Il voto anticipato è già di per sé una sconfitta: vuol dire che qualcosa non è andata nel verso giusto nell’azione amministrativa e i fatti locali hanno avuto ragione della politica.
In Basilicata, a maggio, sono previste elezioni in 17 comuni, sei nel Materano e undici nel Potentino. Elezioni che appunto si svolgeranno prima della scadenza naturale che interesserà il resto dei comuni lucani e italiani.

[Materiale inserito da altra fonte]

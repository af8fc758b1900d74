use actix_web::{http::StatusCode, web, HttpRequest, HttpResponse};
use std::collections::HashMap;
use std::sync::{PoisonError, RwLock};
use tracing::{debug, info};
use uuid::Uuid;
use crate::core::errors::ApiError;
use crate::core::helpers::{bearer_token, now, respond};
use crate::models::models::TokenData;
use crate::users::credentials;
use crate::AppState;

/// Bearer tokens handed out at login, mapped to the username they act for.
///
/// This is the only place that remembers who is logged in; the store and the
/// directory take the acting username as a plain argument.
pub struct SessionRegistry {
    tokens: RwLock<HashMap<String, TokenData>>,
    expiration_hours: i64,
}

impl SessionRegistry {
    pub fn new(expiration_hours: i64) -> Self {
        Self {
            tokens: RwLock::new(HashMap::new()),
            expiration_hours,
        }
    }

    /// Issues a fresh token for `username`. Expired tokens are dropped here,
    /// so the map only holds sessions that could still be used.
    pub fn issue(&self, username: &str) -> String {
        let token = Uuid::new_v4().to_string();
        let created_at = now();

        let mut tokens = self.tokens.write().unwrap_or_else(PoisonError::into_inner);
        tokens.retain(|_, data| !self.is_expired(data, created_at));
        tokens.insert(
            token.clone(),
            TokenData {
                username: username.to_string(),
                created_at,
            },
        );
        token
    }

    /// Returns the username behind `token`, dropping it if it has expired.
    pub fn resolve(&self, token: &str) -> Option<String> {
        let data = self
            .tokens
            .read()
            .unwrap_or_else(PoisonError::into_inner)
            .get(token)
            .cloned()?;

        if self.is_expired(&data, now()) {
            debug!("token for {} expired", data.username);
            self.revoke(token);
            return None;
        }
        Some(data.username)
    }

    pub fn revoke(&self, token: &str) -> Option<String> {
        self.tokens
            .write()
            .unwrap_or_else(PoisonError::into_inner)
            .remove(token)
            .map(|data| data.username)
    }

    fn is_expired(&self, data: &TokenData, at: chrono::DateTime<chrono::Utc>) -> bool {
        (at - data.created_at).num_hours() > self.expiration_hours
    }

    pub fn len(&self) -> usize {
        self.tokens.read().unwrap_or_else(PoisonError::into_inner).len()
    }

    pub fn is_empty(&self) -> bool {
        self.len() == 0
    }
}

pub fn validate_token(req: &HttpRequest, sessions: &SessionRegistry) -> Option<String> {
    let token = bearer_token(req)?;
    sessions.resolve(token)
}

pub(crate) fn require_user(req: &HttpRequest, state: &AppState) -> Result<String, ApiError> {
    validate_token(req, &state.sessions).ok_or_else(ApiError::unauthorized)
}

pub async fn login_user(
    state: web::Data<AppState>,
    body: web::Bytes,
) -> Result<HttpResponse, ApiError> {
    let (username, password) = credentials(&body)?;

    let directory = state.directory.clone();
    let name = username.clone();
    let posts = web::block(move || directory.authenticate(&name, &password)).await??;

    let token = state.sessions.issue(&username);
    info!("user {username} logged in");

    let resp = serde_json::json!({
        "token": token,
        "username": username,
        "posts": posts,
    });
    Ok(respond(StatusCode::OK, format!("Welcome {}!", username), Some(resp)))
}

pub async fn logout_user(
    req: HttpRequest,
    state: web::Data<AppState>,
) -> Result<HttpResponse, ApiError> {
    let token = bearer_token(&req).ok_or_else(ApiError::unauthorized)?;
    let username = state.sessions.revoke(token).ok_or_else(ApiError::unauthorized)?;

    state.directory.logout(&username);

    Ok(respond::<()>(StatusCode::OK, "Logged out successfully", None))
}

“L’impressione – dice Antonio Potenza, coordinatore dei Popolari uniti della Basilicata – è che i partiti non abbiano compreso cosa possa accadere. Di fronte a una situazione in cui la politica deve ritrovare il suo ruolo-guida, i partiti, e in particolare quelli piccoli, non si organizzano. Restano inerti a guardare ciò che accade”.
Il partito che invece si sveglia è il Partito democratico. Ma si sveglia non per venire incontro alle esigenze delle comunità, bensì per proseguire e acuire la caotica lotta interna che lo caratterizza oramai da tempo.
“Il Pd – sottolinea Potenza – mostra in questi casi la sua incapacità di offrire ascolto ai cittadini e ovviamente di dare loro voce”.
In questo quadro sconfortante, l’esempio più evidente è quello del capoluogo lucano di provincia che andrà al voto in maggio, ossia Matera.
“Matera, con i balletti a cui stiamo assistendo sulle ‘primarie sì, primarie no’ e le scomposte risse mediatiche del Pd, diventa l’emblema di questo atteggiamento del partito che governa la regione – prosegue l’esponente popolare – Ed è al contempo un peccato e un problema. Un peccato perché Matera si trova, con la nomina a Capitale europea della Cultura 2019, a una svolta del suo futuro, potenzialmente così carico di speranze e aspettative. Un problema perché la gente vuole sapere, subito e con chiarezza, chi va a votare e perché. Voterà per Matera provincia di Bari? Per Matera provincia di Altamura? O per chi invece vuole fortemente l’integrità della Basilicata e saprà indirizzare la Città dei Sassi a un solido protagonismo?”.
Il riferimento è alle posizioni espresse di sovente dal sindaco di Matera, anch’egli del Pd, con cui si cedeva il ruolo da primattore ai comuni pugliesi limitrofi.
“L’esigenza di chiarezza assoluta – conclude Potenza dei Popolari uniti – è come si vede fondamentale. Noi popolari spingiamo fortemente in questa direzione e auspichiamo che si arrivi, prestissimo, a una soluzione che sia lineare, trasparente, netta. Nell’interesse preminente dei cittadini, che dovrebbe sempre guidare le scelte politiche. Ma temiamo, purtroppo, che – complice l’inerzia degli altri partiti minori – si arrivi al solito pastrocchio targato Pd, che continuerà a gravare la Basilicata per chissà quanto altro tempo”.